◆ **Exercise goal**: Retype the whole listing below precisely.

◆ ◆ ◆ ◆ ◆

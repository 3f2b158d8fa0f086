//! Business rules between the HTTP layer and the repository.

use super::error::TaskError;
use super::model::{Task, TaskStatus};
use super::repo::{ListFilter, ListPage, RepositoryRef};

/// Default page size when the caller supplies none (or zero).
const DEFAULT_PAGE_SIZE: usize = 10;

/// Partial update of a task. `None` leaves the stored field unchanged; a
/// present empty description clears it. A present title must be non-empty
/// after trimming.
#[derive(Debug, Clone, Default)]
pub struct TaskPatch {
    pub title: Option<String>,
    pub description: Option<String>,
    pub status: Option<TaskStatus>,
}

/// Validates and orchestrates repository calls.
#[derive(Clone)]
pub struct TaskService {
    repo: RepositoryRef,
}

impl TaskService {
    pub fn new(repo: RepositoryRef) -> Self {
        Self { repo }
    }

    /// Create a task with status forced to `Pending`. Returns the persisted
    /// copy, re-fetched so it reflects the assigned id and timestamps.
    pub async fn create_task(&self, title: &str, description: &str) -> Result<Task, TaskError> {
        if title.trim().is_empty() {
            return Err(TaskError::validation("title required"));
        }
        let id = self
            .repo
            .create(Task::new(title, description, TaskStatus::Pending))
            .await?;
        self.repo.get(id).await
    }

    pub async fn get_task(&self, id: i64) -> Result<Task, TaskError> {
        self.repo.get(id).await
    }

    /// Apply a partial update. Unset patch fields keep the stored value.
    pub async fn update_task(&self, id: i64, patch: TaskPatch) -> Result<Task, TaskError> {
        let mut task = self.repo.get(id).await?;

        if let Some(title) = patch.title {
            if title.trim().is_empty() {
                return Err(TaskError::validation("title cannot be empty"));
            }
            task.title = title;
        }
        if let Some(description) = patch.description {
            task.description = description;
        }
        if let Some(status) = patch.status {
            task.status = status;
        }

        self.repo.update(task).await?;
        self.repo.get(id).await
    }

    pub async fn delete_task(&self, id: i64) -> Result<(), TaskError> {
        self.repo.delete(id).await
    }

    /// List one page of tasks. `page` is normalized to at least 1 and a zero
    /// `size` falls back to the default, so the offset is always well formed.
    pub async fn list_tasks(
        &self,
        page: usize,
        size: usize,
        status: Option<TaskStatus>,
    ) -> Result<ListPage, TaskError> {
        let page = page.max(1);
        let size = if size == 0 { DEFAULT_PAGE_SIZE } else { size };
        let filter = ListFilter {
            status,
            offset: (page - 1) * size,
            limit: size,
        };
        self.repo.list(filter).await
    }
}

◆ ◆ ◆ ◆ ◆

◆ **Reply to the task**:
repository 3f2b158d8fa0f086
//! Business rules between the HTTP layer and the repository.

use super::error::TaskError;
use super::model::{Task, TaskStatus};
use super::repo::{ListFilter, ListPage, RepositoryRef};

/// Default page size when the caller supplies none (or zero).
const DEFAULT_PAGE_SIZE: usize = 10;

/// Partial update of a task. `None` leaves the stored field unchanged; a
/// present empty description clears it. A present title must be non-empty
/// after trimming.
#[derive(Debug, Clone, Default)]
pub struct TaskPatch {
    pub title: Option<String>,
    pub description: Option<String>,
    pub status: Option<TaskStatus>,
}

/// Validates and orchestrates repository calls.
#[derive(Clone)]
pub struct TaskService {
    repo: RepositoryRef,
}

impl TaskService {
    pub fn new(repo: RepositoryRef) -> Self {
        Self { repo }
    }

    /// Create a task with status forced to `Pending`. Returns the persisted
    /// copy, re-fetched so it reflects the assigned id and timestamps.
    pub async fn create_task(&self, title: &str, description: &str) -> Result<Task, TaskError> {
        if title.trim().is_empty() {
            return Err(TaskError::validation("title required"));
        }
        let id = self
            .repo
            .create(Task::new(title, description, TaskStatus::Pending))
            .await?;
        self.repo.get(id).await
    }

    pub async fn get_task(&self, id: i64) -> Result<Task, TaskError> {
        self.repo.get(id).await
    }

    /// Apply a partial update. Unset patch fields keep the stored value.
    pub async fn update_task(&self, id: i64, patch: TaskPatch) -> Result<Task, TaskError> {
        let mut task = self.repo.get(id).await?;

        if let Some(title) = patch.title {
            if title.trim().is_empty() {
                return Err(TaskError::validation("title cannot be empty"));
            }
            task.title = title;
        }
        if let Some(description) = patch.description {
            task.description = description;
        }
        if let Some(status) = patch.status {
            task.status = status;
        }

        self.repo.update(task).await?;
        self.repo.get(id).await
    }

    pub async fn delete_task(&self, id: i64) -> Result<(), TaskError> {
        self.repo.delete(id).await
    }

    /// List one page of tasks. `page` is normalized to at least 1 and a zero
    /// `size` falls back to the default, so the offset is always well formed.
    pub async fn list_tasks(
        &self,
        page: usize,
        size: usize,
        status: Option<TaskStatus>,
    ) -> Result<ListPage, TaskError> {
        let page = page.max(1);
        let size = if size == 0 { DEFAULT_PAGE_SIZE } else { size };
        let filter = ListFilter {
            status,
            offset: (page - 1) * size,
            limit: size,
        };
        self.repo.list(filter).await
    }
}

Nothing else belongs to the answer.